• Problem: The answer is a single figure: how many lines below contain the word "struct".

- - -

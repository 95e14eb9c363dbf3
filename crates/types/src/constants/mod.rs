pub mod limits;

pub use limits::*;
//! HTTP client cache for upstream map services
//!
//! Provides per-provider client instances with connection pooling and
//! keep-alive, shared by every lookup against the same upstream.

use coverage_types::{AdapterError, AdapterResult};
use dashmap::DashMap;
use reqwest::{Client, ClientBuilder};
use std::sync::Arc;
use std::time::{Duration, Instant};
use tracing::{debug, warn};

/// Configuration for creating pooled HTTP clients
#[derive(Debug, Clone, PartialEq, Eq, Hash)]
pub struct ClientConfig {
	/// Base endpoint of the upstream
	pub base_url: String,
	/// Provider name for cache differentiation
	pub provider: String,
	/// Maximum number of idle connections per host
	pub max_idle_per_host: usize,
	/// Connection keep-alive timeout
	pub keep_alive_timeout_ms: u64,
	/// Per-request timeout enforced by the client itself
	pub request_timeout_ms: u64,
	/// Additional headers (API keys, etc.)
	pub headers: Vec<(String, String)>,
}

impl ClientConfig {
	pub fn new(provider: impl Into<String>, base_url: impl Into<String>) -> Self {
		Self {
			base_url: base_url.into(),
			provider: provider.into(),
			max_idle_per_host: 10,
			keep_alive_timeout_ms: 90_000,
			request_timeout_ms: 10_000,
			headers: vec![
				("User-Agent".to_string(), "Coverage-Aggregator/1.0".to_string()),
				("Accept".to_string(), "application/json".to_string()),
			],
		}
	}

	pub fn with_headers(mut self, headers: impl IntoIterator<Item = (String, String)>) -> Self {
		self.headers.extend(headers);
		self
	}

	pub fn with_request_timeout_ms(mut self, timeout_ms: u64) -> Self {
		self.request_timeout_ms = timeout_ms;
		self
	}
}

/// Cached client with creation timestamp for TTL management
#[derive(Debug, Clone)]
struct CachedClient {
	client: Arc<Client>,
	created_at: Instant,
}

impl CachedClient {
	fn new(client: Client) -> Self {
		Self {
			client: Arc::new(client),
			created_at: Instant::now(),
		}
	}

	fn is_expired(&self, ttl: Duration) -> bool {
		self.created_at.elapsed() > ttl
	}
}

/// Thread-safe cache of HTTP clients keyed by client configuration, with TTL
#[derive(Clone, Debug)]
pub struct ClientCache {
	clients: Arc<DashMap<ClientConfig, CachedClient>>,
	ttl: Duration,
}

impl ClientCache {
	/// Create a new client cache with default 30-minute TTL
	pub fn new() -> Self {
		Self::with_ttl(Duration::from_secs(30 * 60))
	}

	pub fn with_ttl(ttl: Duration) -> Self {
		Self {
			clients: Arc::new(DashMap::new()),
			ttl,
		}
	}

	/// Get or create a pooled client for the given configuration
	pub fn get_client(&self, config: &ClientConfig) -> AdapterResult<Arc<Client>> {
		self.clients.remove_if(config, |_, cached_client| {
			let is_expired = cached_client.is_expired(self.ttl);
			if is_expired {
				warn!(
					"Client cache expired for {} (age: {:?}), will create new client",
					config.base_url,
					cached_client.created_at.elapsed()
				);
			}
			is_expired
		});

		if let Some(cached_client) = self.clients.get(config) {
			debug!(
				"Reusing cached client for {} (age: {:?})",
				config.base_url,
				cached_client.created_at.elapsed()
			);
			return Ok(cached_client.client.clone());
		}

		debug!("Creating new client for {} ({})", config.provider, config.base_url);
		let cached_client = CachedClient::new(Self::build_client(config)?);

		use dashmap::mapref::entry::Entry;

		match self.clients.entry(config.clone()) {
			Entry::Occupied(entry) => {
				// Lost the race; keep the client another caller inserted
				Ok(entry.get().client.clone())
			},
			Entry::Vacant(entry) => {
				let client = cached_client.client.clone();
				entry.insert(cached_client);
				Ok(client)
			},
		}
	}

	fn build_client(config: &ClientConfig) -> AdapterResult<Client> {
		let mut header_map = reqwest::header::HeaderMap::new();
		for (key, value) in &config.headers {
			if let (Ok(header_name), Ok(header_value)) = (
				reqwest::header::HeaderName::from_bytes(key.as_bytes()),
				reqwest::header::HeaderValue::from_str(value),
			) {
				header_map.insert(header_name, header_value);
			}
		}

		ClientBuilder::new()
			.pool_max_idle_per_host(config.max_idle_per_host)
			.pool_idle_timeout(Duration::from_millis(config.keep_alive_timeout_ms))
			.tcp_keepalive(Duration::from_secs(60))
			.timeout(Duration::from_millis(config.request_timeout_ms))
			.default_headers(header_map)
			.build()
			.map_err(AdapterError::HttpError)
	}

	/// Remove all expired clients, returning how many were dropped
	pub fn cleanup_expired(&self) -> usize {
		let mut removed_count = 0;

		self.clients.retain(|config, cached_client| {
			let is_expired = cached_client.is_expired(self.ttl);
			if is_expired {
				removed_count += 1;
				debug!("Removed expired client for {}", config.base_url);
			}
			!is_expired
		});

		removed_count
	}

	pub fn clear(&self) {
		let count = self.clients.len();
		self.clients.clear();
		debug!("Cleared all {} clients from cache", count);
	}

	pub fn len(&self) -> usize {
		self.clients.len()
	}

	pub fn is_empty(&self) -> bool {
		self.clients.is_empty()
	}

	pub fn ttl(&self) -> Duration {
		self.ttl
	}
}

impl Default for ClientCache {
	fn default() -> Self {
		Self::new()
	}
}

- - -

• Expected answer: 3